Abstract
Purpose :
Prevention of retinal ganglion cell (RGC) death and optic nerve degeneration in glaucoma and other optic neuropathies remain challenging. Hence, we aimed to test the neuroprotective effects of small extracellular vesicles (sEVs) from a CRISPR-engineered human embryonic reporter cell line (BRN3B-H9) and disclose possible targets of their miRNAs as well as affected signaling pathways associated with the neuroprotection.
Methods :
sEVs were isolated from the conditioned medium of BRN3B-H9 cells and human dermal fibroblasts through buoyant density ultracentrifugation. The neuroprotective properties of sEVs were tested in mouse primary mixed retinal cell cultures by counting β-III tubulin- and DAPI-positive cells and in-depth morphometric analysis. miRNA sequencing data of sEVs were used to analyze differential expression (DE) patterns of miRNAs for identifying possible signaling mechanisms involved in the neuroprotection.
Results :
Among different tested concentrations, 3x109 sEVs from BRN3B-H9 per 1.25x105 mixed retinal cells showed the highest levels of RGC protection compared to the untreated group (2.5-fold, p<0.0001) along with improved neurite growth including number of axons (5.6-fold, p=0.008), axonal length (0.5-fold, p=0.0001), and number of axonal tree branches (2.2-fold, p<0.0001).
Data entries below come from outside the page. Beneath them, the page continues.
use std::any::Any;
use std::panic::{catch_unwind, AssertUnwindSafe};
use std::path::Path;

use super::docx::DocxTextExtractor;
use super::normalize::normalize_bytes;
use super::ocr::default_ocr_engine;
use super::pdf::PdfTextExtractor;
use super::spreadsheet::CalamineSpreadsheetExtractor;
use super::types::{
    DocxExtractor, ExtractedText, OcrEngine, PdfExtractor, SpreadsheetExtractor, TextExtractor,
};
use super::ExtractionError;
use crate::config::Config;
use crate::pipeline::import::{display_name, FileKind};

/// Concrete implementation of the text extractor.
/// Uses trait objects for every engine, enabling dependency injection.
pub struct DocumentExtractor {
    pdf_extractor: Box<dyn PdfExtractor + Send + Sync>,
    docx_extractor: Box<dyn DocxExtractor + Send + Sync>,
    spreadsheet_extractor: Box<dyn SpreadsheetExtractor + Send + Sync>,
    ocr_engine: Box<dyn OcrEngine + Send + Sync>,
    ocr_language: String,
}

impl DocumentExtractor {
    pub fn new(
        pdf_extractor: Box<dyn PdfExtractor + Send + Sync>,
        docx_extractor: Box<dyn DocxExtractor + Send + Sync>,
        spreadsheet_extractor: Box<dyn SpreadsheetExtractor + Send + Sync>,
        ocr_engine: Box<dyn OcrEngine + Send + Sync>,
        ocr_language: impl Into<String>,
    ) -> Self {
        Self {
            pdf_extractor,
            docx_extractor,
            spreadsheet_extractor,
            ocr_engine,
            ocr_language: ocr_language.into(),
        }
    }

    /// Production engines: pdf-extract, docx-rs, calamine, Tesseract.
    pub fn with_defaults(config: &Config) -> Self {
        Self::new(
            Box::new(PdfTextExtractor),
            Box::new(DocxTextExtractor),
            Box::new(CalamineSpreadsheetExtractor),
            default_ocr_engine(config),
            config.ocr_language.clone(),
        )
    }

    fn extract_text(&self, path: &Path, kind: FileKind) -> Result<String, ExtractionError> {
        match kind {
            FileKind::Pdf => {
                let bytes = std::fs::read(path)?;
                let pages = self.pdf_extractor.extract_pages(&bytes)?;
                Ok(pages.concat())
            }
            FileKind::Docx => {
                let bytes = std::fs::read(path)?;
                let paragraphs = self.docx_extractor.extract_paragraphs(&bytes)?;
                Ok(paragraphs.join("\n"))
            }
            FileKind::Image => {
                let raw = self.ocr_engine.ocr_image(path, &self.ocr_language)?;
                Ok(normalize_bytes(&raw))
            }
            FileKind::Spreadsheet => {
                let rows = self.spreadsheet_extractor.extract_rows(path)?;
                Ok(rows
                    .iter()
                    .map(|row| row.join("\t"))
                    .collect::<Vec<_>>()
                    .join("\n"))
            }
        }
    }
}

impl TextExtractor for DocumentExtractor {
    fn extract(&self, path: &Path, kind: FileKind) -> ExtractedText {
        let name = display_name(path);

        // Parsing libraries can panic on malformed input; keep that inside this boundary.
        let result = catch_unwind(AssertUnwindSafe(|| self.extract_text(path, kind)))
            .unwrap_or_else(|payload| Err(ExtractionError::Panicked(panic_message(payload))));

        match result {
            Ok(text) => {
                tracing::debug!(
                    file = %name,
                    kind = kind.as_str(),
                    text_length = text.len(),
                    "Text extraction complete"
                );
                ExtractedText::ok(kind, text)
            }
            Err(e) => {
                tracing::error!(
                    file = %name,
                    kind = kind.as_str(),
                    error = %e,
                    "Text extraction failed"
                );
                ExtractedText::failed(kind, e.to_string())
            }
        }
    }
}

fn panic_message(payload: Box<dyn Any + Send>) -> String {
    if let Some(s) = payload.downcast_ref::<&str>() {
        (*s).to_string()
    } else if let Some(s) = payload.downcast_ref::<String>() {
        s.clone()
    } else {
        "unknown panic".to_string()
    }
}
DE of miRNA cargos in sEVs revealed a total of 70 miRNAs (44 upregulated and 26 downregulated) with a cut-off of >50 fold-change at FDRP ≤0.05. Among the top 5 differentially upregulated miRNAs, miR-519a-3p, and miR-291a-3p were suggested to directly regulate DKK1 in retinal cells that eventually activate neuroprotective mechanisms through a common WNT signaling pathway, while miR-204-5p may provide neuroprotection by directly regulating ADORA2A through CREB and other crucial signaling pathways. Likewise, among the top 5 downregulated miRNAs, 4 miRNAs, specifically miR-374c-5p may provide neuroprotection by directly regulating ADAM10 and CNR1 through axonal guidance along with EGFR, NOTCH, CREB, and other key neuronal signaling pathways.
Conclusions :
The sEVs generated from BRN3B-H9 cells can prevent RGC death through their specific miRNA cargos affecting key signaling mechanisms that provide a framework for further testing of selected miRNAs and identified pathways essential for neuroprotection.
This abstract was presented at the 2024 ARVO Annual Meeting, held in Seattle, WA, May 5-9, 2024.